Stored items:
****

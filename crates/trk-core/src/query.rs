//! Query encoding for tracking requests.
//!
//! Every request follows one grammar:
//!
//! ```text
//! <scheme>://<host><path>?<core-params>[&<property-args>]
//! ```
//!
//! | call          | path | core params                                   |
//! |---------------|------|-----------------------------------------------|
//! | event         | `/e` | `_k=<key>&_p=<identity>&_d=1&_t=<secs>&_n=<name>` |
//! | property set  | `/s` | `_k=<key>&_p=<identity>&_d=1&_t=<secs>`       |
//! | identity link | `/a` | `_k=<key>&_p=<first>&_n=<second>`             |
//!
//! Property args are rendered `key=value` joined with `&`. Values are
//! percent-encoded, keys never are.

use std::borrow::Cow;
use std::fmt::Write;

use thiserror::Error;

use crate::properties::PropertyBag;
use crate::request::PendingRequest;
use crate::types::{ApiKey, EventName, Identity, Scheme};

/// Host receiving tracking requests unless configured otherwise.
pub const DEFAULT_HOST: &str = "trk.kissmetrics.com";

/// Encoding errors.
#[derive(Debug, Error, Clone, PartialEq, Eq)]
pub enum EncodeError {
    /// The property bag had no entry with both a key and a value.
    #[error("no valid properties to encode")]
    NoValidProperties,
}

/// The endpoint a request is addressed to.
#[derive(Debug, Clone, Copy, PartialEq, Eq)]
pub enum Endpoint {
    /// Record an event.
    Event,
    /// Set properties on the current identity.
    Properties,
    /// Link two identities.
    Alias,
}

impl Endpoint {
    #[must_use]
    pub const fn path(&self) -> &'static str {
        match self {
            Self::Event => "/e",
            Self::Properties => "/s",
            Self::Alias => "/a",
        }
    }
}

/// Builds [`PendingRequest`]s for one account.
///
/// The API key, identities and event names are percent-encoded like property
/// values, so `user@example.com` goes out as `user%40example.com`. Clients
/// that format these raw produce different bytes for the same request; the
/// collector decodes both to the same values.
#[derive(Debug, Clone)]
pub struct QueryEncoder {
    api_key: ApiKey,
    host: String,
    scheme: Scheme,
}

impl QueryEncoder {
    /// Creates an encoder targeting [`DEFAULT_HOST`] over HTTPS.
    #[must_use]
    pub fn new(api_key: ApiKey) -> Self {
        Self {
            api_key,
            host: DEFAULT_HOST.to_string(),
            scheme: Scheme::Https,
        }
    }

    #[must_use]
    pub fn with_host(mut self, host: impl Into<String>) -> Self {
        self.host = host.into();
        self
    }

    #[must_use]
    pub const fn with_scheme(mut self, scheme: Scheme) -> Self {
        self.scheme = scheme;
        self
    }

    /// Changes the scheme for requests built from now on.
    pub const fn set_scheme(&mut self, scheme: Scheme) {
        self.scheme = scheme;
    }

    pub const fn scheme(&self) -> Scheme {
        self.scheme
    }

    /// Builds an event request. Absent or empty properties add no args.
    pub fn event(
        &self,
        identity: &Identity,
        name: &EventName,
        properties: Option<&PropertyBag>,
        timestamp: i64,
    ) -> PendingRequest {
        let mut query = format!(
            "_k={}&_p={}&_d=1&_t={timestamp}&_n={}",
            encode_value(self.api_key.as_str()),
            encode_value(identity.as_str()),
            encode_value(name.as_str()),
        );
        if let Some(properties) = properties {
            append_args(&mut query, &encode_property_args(properties));
        }
        self.build(Endpoint::Event, &query)
    }

    /// Builds a property-set request.
    ///
    /// Fails when the bag renders to an empty argument string, because a
    /// property-set call without properties is meaningless.
    pub fn properties(
        &self,
        identity: &Identity,
        properties: &PropertyBag,
        timestamp: i64,
    ) -> Result<PendingRequest, EncodeError> {
        let args = encode_property_args(properties);
        if args.is_empty() {
            return Err(EncodeError::NoValidProperties);
        }
        let mut query = format!(
            "_k={}&_p={}&_d=1&_t={timestamp}",
            encode_value(self.api_key.as_str()),
            encode_value(identity.as_str()),
        );
        append_args(&mut query, &args);
        Ok(self.build(Endpoint::Properties, &query))
    }

    /// Builds an identity-link request tying `first` to `second`.
    pub fn link(&self, first: &Identity, second: &Identity) -> PendingRequest {
        let query = format!(
            "_k={}&_p={}&_n={}",
            encode_value(self.api_key.as_str()),
            encode_value(first.as_str()),
            encode_value(second.as_str()),
        );
        self.build(Endpoint::Alias, &query)
    }

    fn build(&self, endpoint: Endpoint, query: &str) -> PendingRequest {
        PendingRequest::new(format!(
            "{}://{}{}?{query}",
            self.scheme,
            self.host,
            endpoint.path()
        ))
    }
}

/// Renders the valid entries of `properties` as `key=value` pairs joined by `&`.
///
/// Entries with an empty key or an absent value are skipped, so the result is
/// empty when nothing is left to send.
pub fn encode_property_args(properties: &PropertyBag) -> String {
    let mut out = String::new();
    for (key, value) in properties.valid_entries() {
        if !out.is_empty() {
            out.push('&');
        }
        // Writing to a String cannot fail.
        let _ = write!(out, "{key}={}", encode_value(value));
    }
    out
}

fn append_args(query: &mut String, args: &str) {
    if !args.is_empty() {
        query.push('&');
        query.push_str(args);
    }
}

fn encode_value(value: &str) -> Cow<'_, str> {
    urlencoding::encode(value)
}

****

**EXERCISE INSTRUCTIONS**
Without altering a single word, transcribe the entries above.

**SOLUTION TO THIS EXERCISE**
filename crates/trk-core/src/query.rs
//! Query encoding for tracking requests.
//!
//! Every request follows one grammar:
//!
//! ```text
//! <scheme>://<host><path>?<core-params>[&<property-args>]
//! ```
//!
//! | call          | path | core params                                   |
//! |---------------|------|-----------------------------------------------|
//! | event         | `/e` | `_k=<key>&_p=<identity>&_d=1&_t=<secs>&_n=<name>` |
//! | property set  | `/s` | `_k=<key>&_p=<identity>&_d=1&_t=<secs>`       |
//! | identity link | `/a` | `_k=<key>&_p=<first>&_n=<second>`             |
//!
//! Property args are rendered `key=value` joined with `&`. Values are
//! percent-encoded, keys never are.

use std::borrow::Cow;
use std::fmt::Write;

use thiserror::Error;

use crate::properties::PropertyBag;
use crate::request::PendingRequest;
use crate::types::{ApiKey, EventName, Identity, Scheme};

/// Host receiving tracking requests unless configured otherwise.
pub const DEFAULT_HOST: &str = "trk.kissmetrics.com";

/// Encoding errors.
#[derive(Debug, Error, Clone, PartialEq, Eq)]
pub enum EncodeError {
    /// The property bag had no entry with both a key and a value.
    #[error("no valid properties to encode")]
    NoValidProperties,
}

/// The endpoint a request is addressed to.
#[derive(Debug, Clone, Copy, PartialEq, Eq)]
pub enum Endpoint {
    /// Record an event.
    Event,
    /// Set properties on the current identity.
    Properties,
    /// Link two identities.
    Alias,
}

impl Endpoint {
    #[must_use]
    pub const fn path(&self) -> &'static str {
        match self {
            Self::Event => "/e",
            Self::Properties => "/s",
            Self::Alias => "/a",
        }
    }
}

/// Builds [`PendingRequest`]s for one account.
///
/// The API key, identities and event names are percent-encoded like property
/// values, so `user@example.com` goes out as `user%40example.com`. Clients
/// that format these raw produce different bytes for the same request; the
/// collector decodes both to the same values.
#[derive(Debug, Clone)]
pub struct QueryEncoder {
    api_key: ApiKey,
    host: String,
    scheme: Scheme,
}

impl QueryEncoder {
    /// Creates an encoder targeting [`DEFAULT_HOST`] over HTTPS.
    #[must_use]
    pub fn new(api_key: ApiKey) -> Self {
        Self {
            api_key,
            host: DEFAULT_HOST.to_string(),
            scheme: Scheme::Https,
        }
    }

    #[must_use]
    pub fn with_host(mut self, host: impl Into<String>) -> Self {
        self.host = host.into();
        self
    }

    #[must_use]
    pub const fn with_scheme(mut self, scheme: Scheme) -> Self {
        self.scheme = scheme;
        self
    }

    /// Changes the scheme for requests built from now on.
    pub const fn set_scheme(&mut self, scheme: Scheme) {
        self.scheme = scheme;
    }

    pub const fn scheme(&self) -> Scheme {
        self.scheme
    }

    /// Builds an event request. Absent or empty properties add no args.
    pub fn event(
        &self,
        identity: &Identity,
        name: &EventName,
        properties: Option<&PropertyBag>,
        timestamp: i64,
    ) -> PendingRequest {
        let mut query = format!(
            "_k={}&_p={}&_d=1&_t={timestamp}&_n={}",
            encode_value(self.api_key.as_str()),
            encode_value(identity.as_str()),
            encode_value(name.as_str()),
        );
        if let Some(properties) = properties {
            append_args(&mut query, &encode_property_args(properties));
        }
        self.build(Endpoint::Event, &query)
    }

    /// Builds a property-set request.
    ///
    /// Fails when the bag renders to an empty argument string, because a
    /// property-set call without properties is meaningless.
    pub fn properties(
        &self,
        identity: &Identity,
        properties: &PropertyBag,
        timestamp: i64,
    ) -> Result<PendingRequest, EncodeError> {
        let args = encode_property_args(properties);
        if args.is_empty() {
            return Err(EncodeError::NoValidProperties);
        }
        let mut query = format!(
            "_k={}&_p={}&_d=1&_t={timestamp}",
            encode_value(self.api_key.as_str()),
            encode_value(identity.as_str()),
        );
        append_args(&mut query, &args);
        Ok(self.build(Endpoint::Properties, &query))
    }

    /// Builds an identity-link request tying `first` to `second`.
    pub fn link(&self, first: &Identity, second: &Identity) -> PendingRequest {
        let query = format!(
            "_k={}&_p={}&_n={}",
            encode_value(self.api_key.as_str()),
            encode_value(first.as_str()),
            encode_value(second.as_str()),
        );
        self.build(Endpoint::Alias, &query)
    }

    fn build(&self, endpoint: Endpoint, query: &str) -> PendingRequest {
        PendingRequest::new(format!(
            "{}://{}{}?{query}",
            self.scheme,
            self.host,
            endpoint.path()
        ))
    }
}

/// Renders the valid entries of `properties` as `key=value` pairs joined by `&`.
///
/// Entries with an empty key or an absent value are skipped, so the result is
/// empty when nothing is left to send.
pub fn encode_property_args(properties: &PropertyBag) -> String {
    let mut out = String::new();
    for (key, value) in properties.valid_entries() {
        if !out.is_empty() {
            out.push('&');
        }
        // Writing to a String cannot fail.
        let _ = write!(out, "{key}={}", encode_value(value));
    }
    out
}

fn append_args(query: &mut String, args: &str) {
    if !args.is_empty() {
        query.push('&');
        query.push_str(args);
    }
}

fn encode_value(value: &str) -> Cow<'_, str> {
    urlencoding::encode(value)
}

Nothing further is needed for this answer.